Azure Blob Storage Input¶
Introduction¶
The Azure Blob Storage Spout makes it possible to pull data from an Azure Blob container's periodically. Hence, pulling of large data sets stored as blobs in your subscription can be made in a near real time fashion. The type of data which is currently supported is JSON or array of JSON.
A
: JSON
{
"age": 1,
"name": "jonathan",
"surname": "yue chun",
"gender": "M"
}
B
: Array of JSON
{
"records": [
{
"age": 1,
"name": "jonathan",
"surname": "yue chun",
"gender": "M"
},
{
"age": 2,
"name": "jane",
"surname": "geng",
"gender": "F"
}
]
}
Given the JSON format contained in your blob file, the spout will have different behaviour.
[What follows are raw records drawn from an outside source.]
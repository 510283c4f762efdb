//! Diagnostics and observables for a running simulation
//!
//! Nothing here mutates state. Energy and momentum are reported for
//! inspection only; the integrator makes no promise to conserve them.

use crate::engine::SimulationState;
use crate::params::Params;
use glam::DVec2;

/// Severity of a diagnostic
#[derive(Debug, Clone, Copy, PartialEq, Eq)]
pub enum DiagnosticSeverity {
    Warning,
    Error,
}

#[derive(Debug, Clone, PartialEq)]
pub struct Diagnostic {
    pub severity: DiagnosticSeverity,
    pub message: String,
}

impl Diagnostic {
    pub fn error(message: impl Into<String>) -> Self {
        Self {
            severity: DiagnosticSeverity::Error,
            message: message.into(),
        }
    }

    pub fn warning(message: impl Into<String>) -> Self {
        Self {
            severity: DiagnosticSeverity::Warning,
            message: message.into(),
        }
    }

    pub fn is_error(&self) -> bool {
        self.severity == DiagnosticSeverity::Error
    }
}

impl std::fmt::Display for Diagnostic {
    fn fmt(&self, f: &mut std::fmt::Formatter<'_>) -> std::fmt::Result {
        match self.severity {
            DiagnosticSeverity::Warning => write!(f, "warning: {}", self.message),
            DiagnosticSeverity::Error => write!(f, "error: {}", self.message),
        }
    }
}

/// Check for non-finite coordinates (errors) and for bodies outside the
/// viewport (warnings)
pub fn check_state(state: &SimulationState, params: &Params) -> Vec<Diagnostic> {
    let (width, height) = params.viewport;
    let mut diagnostics = Vec::new();

    for (i, b) in state.bodies().iter().enumerate() {
        if !(b.pos.is_finite() && b.vel.is_finite()) {
            diagnostics.push(Diagnostic::error(format!(
                "body {} has a non-finite state: pos=({}, {}) vel=({}, {})",
                i + 1,
                b.pos.x,
                b.pos.y,
                b.vel.x,
                b.vel.y
            )));
        } else if b.pos.x < 0.0 || b.pos.y < 0.0 || b.pos.x > width || b.pos.y > height {
            diagnostics.push(Diagnostic::warning(format!(
                "body {} is outside the viewport at ({:.2}, {:.2})",
                i + 1,
                b.pos.x,
                b.pos.y
            )));
        }
    }

    diagnostics
}

/// Sum of m * v over all bodies
pub fn total_momentum(state: &SimulationState) -> DVec2 {
    state
        .bodies()
        .iter()
        .fold(DVec2::ZERO, |acc, b| acc + b.vel * b.mass())
}

/// Kinetic energy plus the softened pairwise potential -G m_i m_j / sqrt(r² + ε)
pub fn total_energy(state: &SimulationState, params: &Params) -> f64 {
    let bodies = state.bodies();
    let kinetic: f64 = bodies
        .iter()
        .map(|b| 0.5 * b.mass() * b.vel.length_squared())
        .sum();

    let mut potential = 0.0;
    for i in 0..bodies.len() {
        for j in (i + 1)..bodies.len() {
            let dist_sq = bodies[i].pos.distance_squared(bodies[j].pos) + params.softening;
            potential -= params.gravity * bodies[i].mass() * bodies[j].mass() / dist_sq.sqrt();
        }
    }

    kinetic + potential
}
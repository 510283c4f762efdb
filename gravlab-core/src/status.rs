//! Read-only projections of the state for a renderer

use crate::engine::{Rgba, SimulationState};
use crate::params::Params;
use std::fmt::Write;

pub const CONTROLS_HELP: &str = "Controls:\n\
[1][2][3] = Select body\n\
Arrows = Change velocity\n\
WASD = Change position\n\
P = Pause, O = Resume, R = Reset\n\n";

/// A filled square whose top-left corner sits at the body's position
#[derive(Debug, Clone, Copy, PartialEq)]
pub struct DrawRequest {
    pub x: f64,
    pub y: f64,
    pub size: f64,
    pub color: Rgba,
}

/// One square per body, in body order
pub fn draw_list(state: &SimulationState, params: &Params) -> Vec<DrawRequest> {
    state
        .bodies()
        .iter()
        .map(|b| DrawRequest {
            x: b.pos.x,
            y: b.pos.y,
            size: params.body_size,
            color: b.color,
        })
        .collect()
}

/// Multi-line status: controls help, one line per body, run state
pub fn status_text(state: &SimulationState) -> String {
    let mut info = String::from(CONTROLS_HELP);

    for (i, b) in state.bodies().iter().enumerate() {
        let tag = if i == state.selected() {
            " <- selected"
        } else {
            ""
        };
        // Writing to a String cannot fail
        let _ = writeln!(
            info,
            "Body {}: x={:.2} y={:.2} vx={:.2} vy={:.2}{}",
            i + 1,
            b.pos.x,
            b.pos.y,
            b.vel.x,
            b.vel.y,
            tag
        );
    }

    if state.paused {
        info.push_str("\nSimulation: PAUSED");
    } else {
        info.push_str("\nSimulation: RUNNING");
    }

    info
}
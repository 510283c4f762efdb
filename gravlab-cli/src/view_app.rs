//! Interactive window for the simulation
//!
//! Polls the keyboard once per frame, runs as many core ticks as the
//! 60 Hz clock says are due and paints the bodies and the status text.

use eframe::egui;
use gravlab_core::{
    check_state, draw_list, status_text, tick, Action, ActionSet, Direction, Params,
    SimulationState, TickClock,
};

const WINDOW_TITLE: &str = "Interactive 3-Body Problem";

const SELECT_KEYS: [egui::Key; 9] = [
    egui::Key::Num1,
    egui::Key::Num2,
    egui::Key::Num3,
    egui::Key::Num4,
    egui::Key::Num5,
    egui::Key::Num6,
    egui::Key::Num7,
    egui::Key::Num8,
    egui::Key::Num9,
];

const KEY_BINDINGS: [(egui::Key, Action); 11] = [
    (egui::Key::P, Action::Pause),
    (egui::Key::O, Action::Resume),
    (egui::Key::R, Action::Reset),
    (egui::Key::ArrowUp, Action::Nudge(Direction::Up)),
    (egui::Key::ArrowDown, Action::Nudge(Direction::Down)),
    (egui::Key::ArrowLeft, Action::Nudge(Direction::Left)),
    (egui::Key::ArrowRight, Action::Nudge(Direction::Right)),
    (egui::Key::W, Action::Move(Direction::Up)),
    (egui::Key::S, Action::Move(Direction::Down)),
    (egui::Key::A, Action::Move(Direction::Left)),
    (egui::Key::D, Action::Move(Direction::Right)),
];

/// Open the window and block until it is closed
pub fn run() -> Result<(), Box<dyn std::error::Error>> {
    let params = Params::default();
    let (width, height) = params.viewport;
    let options = eframe::NativeOptions {
        viewport: egui::ViewportBuilder::default()
            .with_title(WINDOW_TITLE)
            .with_inner_size([width as f32, height as f32])
            .with_resizable(true),
        ..Default::default()
    };

    log::info!("opening {}x{} window", width, height);

    eframe::run_native(
        WINDOW_TITLE,
        options,
        Box::new(move |cc| Ok(Box::new(ViewApp::new(params, cc)))),
    )
    .map_err(|e| format!("window initialization failed: {}", e))?;

    Ok(())
}

/// Snapshot of the held keys as core actions
fn poll_actions(ctx: &egui::Context, body_count: usize) -> ActionSet {
    ctx.input(|input| {
        let mut actions = ActionSet::new();
        for (key, action) in KEY_BINDINGS {
            if input.key_down(key) {
                actions.insert(action);
            }
        }
        for (index, key) in SELECT_KEYS.iter().enumerate().take(body_count) {
            if input.key_down(*key) {
                actions.insert(Action::Select(index));
            }
        }
        actions
    })
}

fn to_color32(color: gravlab_core::Rgba) -> egui::Color32 {
    egui::Color32::from_rgba_unmultiplied(color.r, color.g, color.b, color.a)
}

pub struct ViewApp {
    state: SimulationState,
    params: Params,
    clock: TickClock,
    reported_invalid: bool,
}

impl ViewApp {
    pub fn new(params: Params, _cc: &eframe::CreationContext<'_>) -> Self {
        let state = SimulationState::reference();
        log::info!("simulation started with {} bodies", state.len());
        Self {
            state,
            params,
            clock: TickClock::default(),
            reported_invalid: false,
        }
    }

    fn advance(&mut self, ctx: &egui::Context) {
        let dt = ctx.input(|i| i.stable_dt) as f64;
        let due = self.clock.advance(dt);
        if due == 0 {
            return;
        }

        // One keyboard snapshot serves every tick due this frame
        let actions = poll_actions(ctx, self.state.len());
        let was_paused = self.state.paused;
        let was_selected = self.state.selected();

        for _ in 0..due {
            tick(&mut self.state, &actions, &self.params);
        }

        if self.state.paused != was_paused {
            log::debug!("simulation {}", if self.state.paused { "paused" } else { "resumed" });
        }
        if self.state.selected() != was_selected {
            log::debug!("selected body {}", self.state.selected() + 1);
        }

        // Report each invalid episode once; a reset clears it
        let errors: Vec<_> = check_state(&self.state, &self.params)
            .into_iter()
            .filter(|d| d.is_error())
            .collect();
        if errors.is_empty() {
            self.reported_invalid = false;
        } else if !self.reported_invalid {
            for e in &errors {
                log::warn!("{}", e);
            }
            self.reported_invalid = true;
        }
    }
}

impl eframe::App for ViewApp {
    fn update(&mut self, ctx: &egui::Context, _frame: &mut eframe::Frame) {
        self.advance(ctx);

        egui::CentralPanel::default()
            .frame(egui::Frame::none().fill(egui::Color32::BLACK))
            .show(ctx, |ui| {
                let rect = ui.max_rect();
                let painter = ui.painter();

                // Map the logical viewport onto the panel, keeping its aspect ratio
                let (width, height) = self.params.viewport;
                let scale = (rect.width() / width as f32).min(rect.height() / height as f32);
                let origin = rect.min;

                for draw in draw_list(&self.state, &self.params) {
                    let min = origin + egui::vec2(draw.x as f32 * scale, draw.y as f32 * scale);
                    let size = draw.size as f32 * scale;
                    painter.rect_filled(
                        egui::Rect::from_min_size(min, egui::vec2(size, size)),
                        0.0,
                        to_color32(draw.color),
                    );
                }

                painter.text(
                    origin + egui::vec2(4.0, 4.0),
                    egui::Align2::LEFT_TOP,
                    status_text(&self.state),
                    egui::FontId::monospace(12.0),
                    egui::Color32::WHITE,
                );
            });

        // The clock only advances while frames keep coming
        ctx.request_repaint();
    }
}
In this case, you should use the appropriate codec
.
First of, if your blob data type myBlob
matched the one of A
, you should specify "codec": "json"
- see in example above, on each new update of myBlob
, the whole JSON will be emitted throughout the topology as a tuple. For instance:
{"age": 1,"name": "jonathan","surname": "yue chun","gender": "M"}
On the other hand, if the data type is similar to the one of type B
, you should specify "codec": "json_array"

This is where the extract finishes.